Suppression of Kpnβ1 expression inhibits human breast cancer cell proliferation by abrogating nuclear transport of Her2

Breast cancer (BC) is one of the most fatal diseases and poses critical health problems worldwide. However, its mechanisms remain unclear. Consequently, there is an urgency to investigate the mechanisms involved in BC initiation and progression and identify novel therapeutics for its prevention and treatment. In this study, we identified karyopherin β-1 (Kpnβ1) as a possible novel therapeutic target for BC. Western blotting was used to evaluate the expression of Kpnβ1 in four pairs of tumorous and adjacent non-tumorous tissues.
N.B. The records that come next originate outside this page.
//! Signup and login form checks, run before anything is sent.

use crate::api::dto::{LoginRequest, SignupRequest};
use crate::validation::{is_valid_email, is_valid_phone, require, FieldError};

pub const MIN_PASSWORD_LEN: usize = 8;

#[derive(Debug, Clone, Default, PartialEq)]
pub struct SignupForm {
    pub name: String,
    pub email: String,
    pub password: String,
    pub confirm_password: String,
    pub phone: String,
}

impl SignupForm {
    /// All field errors at once; empty when the form is valid
    pub fn validate(&self) -> Vec<FieldError> {
        let mut errors = Vec::new();

        require(&mut errors, "name", &self.name);

        if self.email.trim().is_empty() {
            errors.push(FieldError::new("email", "is required"));
        } else if !is_valid_email(&self.email) {
            errors.push(FieldError::new("email", "is not a valid email address"));
        }

        if self.password.chars().count() < MIN_PASSWORD_LEN {
            errors.push(FieldError::new(
                "password",
                format!("must be at least {} characters", MIN_PASSWORD_LEN),
            ));
        } else if !self.password.chars().any(|c| c.is_ascii_alphabetic())
            || !self.password.chars().any(|c| c.is_ascii_digit())
        {
            errors.push(FieldError::new(
                "password",
                "must contain a letter and a digit",
            ));
        }

        if self.confirm_password != self.password {
            errors.push(FieldError::new("confirm_password", "does not match"));
        }

        if !self.phone.trim().is_empty() && !is_valid_phone(&self.phone) {
            errors.push(FieldError::new("phone", "is not a valid phone number"));
        }

        errors
    }

    /// Validated request body
    pub fn to_request(&self) -> Result<SignupRequest, Vec<FieldError>> {
        let errors = self.validate();
        if !errors.is_empty() {
            return Err(errors);
        }

        let phone = self.phone.trim();
        Ok(SignupRequest {
            name: self.name.trim().to_string(),
            email: self.email.trim().to_lowercase(),
            password: self.password.clone(),
            phone: (!phone.is_empty()).then(|| phone.to_string()),
        })
    }
}

#[derive(Debug, Clone, Default, PartialEq)]
pub struct LoginForm {
    pub email: String,
    pub password: String,
}

impl LoginForm {
    pub fn to_request(&self) -> Result<LoginRequest, Vec<FieldError>> {
        let mut errors = Vec::new();
        if !is_valid_email(&self.email) {
            errors.push(FieldError::new("email", "is not a valid email address"));
        }
        require(&mut errors, "password", &self.password);

        if !errors.is_empty() {
            return Err(errors);
        }

        Ok(LoginRequest {
            email: self.email.trim().to_lowercase(),
            password: self.password.clone(),
        })
    }
}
The results revealed that the protein level of Kpnβ1 was higher in the cancer samples compared with those in the corresponding normal samples. Immunohistochemistry was performed on 140 BC cases and indicated that Kpnβ1 was significantly associated with clinical pathological variables. Kaplan-Meier curve revealed that high expression of Kpnβ1 was related to poor BC patient prognosis. A starvation and re-feeding assay was used to imitate the cell cycle using the SKBR-3 cell line, indicating that Kpnβ1 plays a critical role in cell proliferation. The Cell Counting Kit-8 assay revealed that SKBR-3 cells treated with Kpnβ1-siRNA (siKpnβ1) grew more slowly than the control cells, while flow cytometry revealed that low-Kpnβ1 expressing SKBR-3 cells exhibited increased BC cell apoptosis. Furthermore, the interaction between Kpnβ1 and Her2 was clearly observed by immunoprecipitation, indicating that Kpnβ1-knockdown abrogated nuclear transport of Her2. In summary, our findings revealed that Kpnβ1 is involved in the progression of BC and may be a useful therapeutic target.